mod event_edit;
mod event_import;
mod event_link;
mod event_new;
mod event_payload;
mod event_types;
mod event_validate;

pub(crate) use event_validate::report_validation;
use {
    crate::prelude::*,
    event_edit::*,
    event_import::*,
    event_link::*,
    event_new::*,
    event_payload::*,
    event_types::*,
    event_validate::*,
    ga4_mp_sdk::{
        EventSession,
        EventState,
        EventType,
        InstanceId,
        MpClient,
        Parameter,
        SessionOptions,
    },
    std::str::FromStr,
};

#[derive(Subcommand)]
pub(crate) enum EventCommand {
    #[command(about = "List the recommended event types")]
    Types,

    #[command(about = "Create an event file from the recommended event catalog")]
    New {
        #[arg(
            long = "type",
            short = 't',
            help = "The recommended event type, or custom_event",
            value_name = "TYPE",
            value_parser = EventType::from_str,
            default_value = "select_content"
        )]
        event_type: EventType,
        /// Build the event for a Firebase app stream instead of a web stream.
        #[arg(long = "firebase", help = "Use app_instance_id and firebase_app_id")]
        firebase: bool,
        #[command(flatten)]
        edits: EventEdits,
        #[arg(
            long = "output",
            short = 'o',
            help = "Where to write the event file, stdout if omitted",
            value_name = "PATH",
            value_parser = ValueParser::from(expand_tilde)
        )]
        output: Option<PathBuf>,
    },

    #[command(about = "Change values of an existing event file")]
    Edit {
        #[command(flatten)]
        event: EventFile,
        #[command(flatten)]
        edits: EventEdits,
    },

    #[command(about = "Print the assembled Measurement Protocol payload")]
    Payload {
        #[command(flatten)]
        event: EventFile,
    },

    #[command(about = "Validate an event locally and against the debug endpoint")]
    Validate {
        #[command(flatten)]
        event: EventFile,
        /// Send the event to the live collect endpoint once it is valid.
        #[arg(long = "send", help = "Send the event to GA when it is valid")]
        send: bool,
        #[command(flatten)]
        conf: ConfPath,
    },

    #[command(about = "Print a sharable link that reproduces the event")]
    Link {
        #[command(flatten)]
        event: EventFile,
        #[command(flatten)]
        conf: ConfPath,
    },

    #[command(about = "Create an event file from a sharable link")]
    Import {
        #[arg(long = "url", short = 'u', help = "The sharable link", value_name = "URL")]
        url: url::Url,
        #[arg(
            long = "output",
            short = 'o',
            help = "Where to write the event file, stdout if omitted",
            value_name = "PATH",
            value_parser = ValueParser::from(expand_tilde)
        )]
        output: Option<PathBuf>,
    },
}

/// Path of an event file as written by `mp event new`.
#[derive(Args, Clone, Debug)]
pub(crate) struct EventFile {
    #[arg(
        long = "event",
        short = 'e',
        help = "Path to the event JSON file",
        value_name = "PATH",
        value_parser = ValueParser::from(expand_tilde)
    )]
    pub(crate) path: PathBuf,
}

/// Hidden argument used for testing to set the path of the configuration
/// file.
#[derive(Args, Clone, Debug)]
pub(crate) struct ConfPath {
    #[arg(
        long = "conf-path",
        hide = true,
        default_value = CLI_CONF_PATH,
        value_parser = ValueParser::from(expand_tilde)
    )]
    pub(crate) conf_path: PathBuf,
}

/// Values applied on top of an event. Parameters and user properties are
/// matched by name; unknown names are appended.
#[derive(Args, Clone, Debug, Default)]
pub(crate) struct EventEdits {
    #[arg(long = "name", help = "Event name, used by custom events", value_name = "NAME")]
    pub(crate) name: Option<String>,
    #[arg(
        long = "param",
        short = 'p',
        help = "Set a string parameter",
        value_name = "NAME=VALUE",
        value_parser = parse_key_val
    )]
    pub(crate) params: Vec<(String, String)>,
    #[arg(
        long = "number-param",
        help = "Set a number parameter",
        value_name = "NAME=VALUE",
        value_parser = parse_key_val
    )]
    pub(crate) number_params: Vec<(String, String)>,
    #[arg(
        long = "item",
        help = "Append an item, e.g. item_id=SKU_1,price=9.99",
        value_name = "NAME=VALUE,..."
    )]
    pub(crate) items: Vec<String>,
    #[arg(
        long = "user-property",
        help = "Set a string user property",
        value_name = "NAME=VALUE",
        value_parser = parse_key_val
    )]
    pub(crate) user_properties: Vec<(String, String)>,
    #[arg(
        long = "number-user-property",
        help = "Set a number user property",
        value_name = "NAME=VALUE",
        value_parser = parse_key_val
    )]
    pub(crate) number_user_properties: Vec<(String, String)>,
    #[arg(long = "client-id", help = "Web client ID", value_name = "ID")]
    pub(crate) client_id: Option<String>,
    #[arg(long = "app-instance-id", help = "Firebase app instance ID", value_name = "ID")]
    pub(crate) app_instance_id: Option<String>,
    #[arg(long = "user-id", help = "User ID", value_name = "ID")]
    pub(crate) user_id: Option<String>,
    #[arg(long = "measurement-id", help = "Measurement ID of a web stream", value_name = "ID")]
    pub(crate) measurement_id: Option<String>,
    #[arg(long = "firebase-app-id", help = "Firebase app ID", value_name = "ID")]
    pub(crate) firebase_app_id: Option<String>,
    #[arg(long = "api-secret", help = "Measurement Protocol API secret", value_name = "SECRET")]
    pub(crate) api_secret: Option<String>,
    #[arg(
        long = "timestamp-micros",
        help = "Event time in microseconds since the epoch",
        value_name = "MICROS"
    )]
    pub(crate) timestamp_micros: Option<String>,
    #[arg(
        long = "non-personalized-ads",
        help = "Mark the event as non personalized",
        value_name = "BOOL"
    )]
    pub(crate) non_personalized_ads: Option<bool>,
}

impl EventEdits {
    pub(crate) fn apply(self, state: &mut EventState) -> AnyResult<()> {
        if let Some(name) = self.name {
            state.event_name = name;
        }

        for (name, value) in self.params {
            upsert_param(&mut state.parameters, &name, &value, Parameter::string(&name, None));
        }

        for (name, value) in self.number_params {
            upsert_param(&mut state.parameters, &name, &value, Parameter::number(&name, None));
        }

        for item in self.items {
            let pairs = item
                .split(',')
                .map(parse_key_val)
                .collect::<AnyResult<Vec<_>>>()?;

            state.add_item();

            let Some(nu) = state.items.as_mut().and_then(|items| items.last_mut()) else {
                continue;
            };

            for (name, value) in pairs {
                upsert_param(&mut nu.parameters, &name, &value, Parameter::string(&name, None));
            }
        }

        for (name, value) in self.user_properties {
            upsert_param(&mut state.user_properties, &name, &value, Parameter::string(&name, None));
        }

        for (name, value) in self.number_user_properties {
            upsert_param(&mut state.user_properties, &name, &value, Parameter::number(&name, None));
        }

        let ids = &mut state.client_ids;
        ids.client_id = self.client_id.or(ids.client_id.take());
        ids.app_instance_id = self.app_instance_id.or(ids.app_instance_id.take());
        ids.user_id = self.user_id.or(ids.user_id.take());

        let instance = &mut state.instance_id;
        instance.measurement_id = self.measurement_id.or(instance.measurement_id.take());
        instance.firebase_app_id = self.firebase_app_id.or(instance.firebase_app_id.take());

        if let Some(api_secret) = self.api_secret {
            state.api_secret = api_secret;
        }

        state.timestamp_micros = self.timestamp_micros.or(state.timestamp_micros.take());
        state.non_personalized_ads = self.non_personalized_ads.or(state.non_personalized_ads);

        Ok(())
    }
}

/// Sets the value of the row called `name`, appending `fresh` if there is
/// none.
fn upsert_param(rows: &mut Vec<Parameter>, name: &str, value: &str, fresh: Parameter) {
    match rows.iter_mut().find(|row| row.name() == name) {
        Some(row) => row.set_value(value),
        None => rows.push(fresh.with_value(value)),
    }
}

/// Parses `NAME=VALUE`. The value may contain further `=`.
pub(crate) fn parse_key_val(raw: &str) -> AnyResult<(String, String)> {
    match raw.split_once('=') {
        Some((name, value)) if !name.trim().is_empty() => {
            Ok((name.trim().to_string(), value.to_string()))
        }
        _ => Err(anyhow!("Expected NAME=VALUE but got '{raw}'")),
    }
}

pub(crate) async fn load_event(path: &Path) -> AnyResult<EventState, MpCliError> {
    let contents = tokio::fs::read_to_string(path)
        .await
        .map_err(MpCliError::IoError)?;

    let mut deserializer = serde_json::Deserializer::from_str(&contents);

    serde_path_to_error::deserialize(&mut deserializer).map_err(|e| {
        MpCliError::Event(anyhow!(
            "Failed to parse event file {} at '{}': {}",
            path.display(),
            e.path(),
            e.inner()
        ))
    })
}

/// Write the event to `output`, or print it when no path is given.
pub(crate) async fn save_event(
    state: &EventState,
    output: Option<&Path>,
) -> AnyResult<(), MpCliError> {
    let json = serde_json::to_string_pretty(state).map_err(|e| MpCliError::Any(e.into()))?;

    let Some(path) = output else {
        println!("{json}");

        return Ok(());
    };

    if let Some(parent) = path.parent().filter(|p| !p.as_os_str().is_empty()) {
        tokio::fs::create_dir_all(parent)
            .await
            .map_err(MpCliError::IoError)?;
    }

    tokio::fs::write(path, json)
        .await
        .map_err(MpCliError::IoError)
}

/// Fill identifiers the event does not carry from the configuration. Only
/// the instance id matching the client type is taken.
pub(crate) fn apply_conf_defaults(state: &mut EventState, conf: &CliConf) {
    let measurement = &conf.measurement;

    if state.api_secret.is_empty() {
        state.api_secret = measurement.api_secret.clone().unwrap_or_default();
    }

    let InstanceId {
        measurement_id,
        firebase_app_id,
    } = &mut state.instance_id;

    if state.use_firebase {
        if firebase_app_id.as_deref().unwrap_or_default().is_empty() {
            *firebase_app_id = measurement.firebase_app_id.clone();
        }
    } else if measurement_id.as_deref().unwrap_or_default().is_empty() {
        *measurement_id = measurement.measurement_id.clone();
    }
}

/// A validation session talking to the configured endpoint.
pub(crate) fn session_for(state: EventState, conf: &CliConf) -> EventSession {
    let client = MpClient::builder()
        .with_base_url(conf.endpoint.base_url.as_str())
        .with_timeout(Duration::from_secs(conf.endpoint.timeout_secs))
        .build();

    EventSession::new(client, state).with_options(SessionOptions {
        settle_delay: Duration::from_millis(conf.endpoint.settle_delay_ms),
        link_base_url: conf.endpoint.link_base_url.to_string(),
    })
}

/// Handle the provided event command. The [EventCommand] instance is passed
/// from [crate::main].
pub(crate) async fn handle(command: EventCommand) -> AnyResult<(), MpCliError> {
    match command {
        // == `$ mp event types` ==
        EventCommand::Types => list_event_types(),

        // == `$ mp event new` ==
        EventCommand::New {
            event_type,
            firebase,
            edits,
            output,
        } => new_event(event_type, firebase, edits, output).await.map(|_| ()),

        // == `$ mp event edit` ==
        EventCommand::Edit { event, edits } => edit_event(event.path, edits).await.map(|_| ()),

        // == `$ mp event payload` ==
        EventCommand::Payload { event } => print_payload(event.path).await.map(|_| ()),

        // == `$ mp event validate` ==
        EventCommand::Validate { event, send, conf } => {
            validate_event(event.path, send, conf.conf_path).await
        }

        // == `$ mp event link` ==
        EventCommand::Link { event, conf } => {
            sharable_link(event.path, conf.conf_path).await.map(|_| ())
        }

        // == `$ mp event import` ==
        EventCommand::Import { url, output } => import_event(url, output).await.map(|_| ()),
    }
}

----

■ What this task involves ■
Your answer should be a single number: the count of lines above that contain the word "recommended".

■ Answer for this exercise ■
3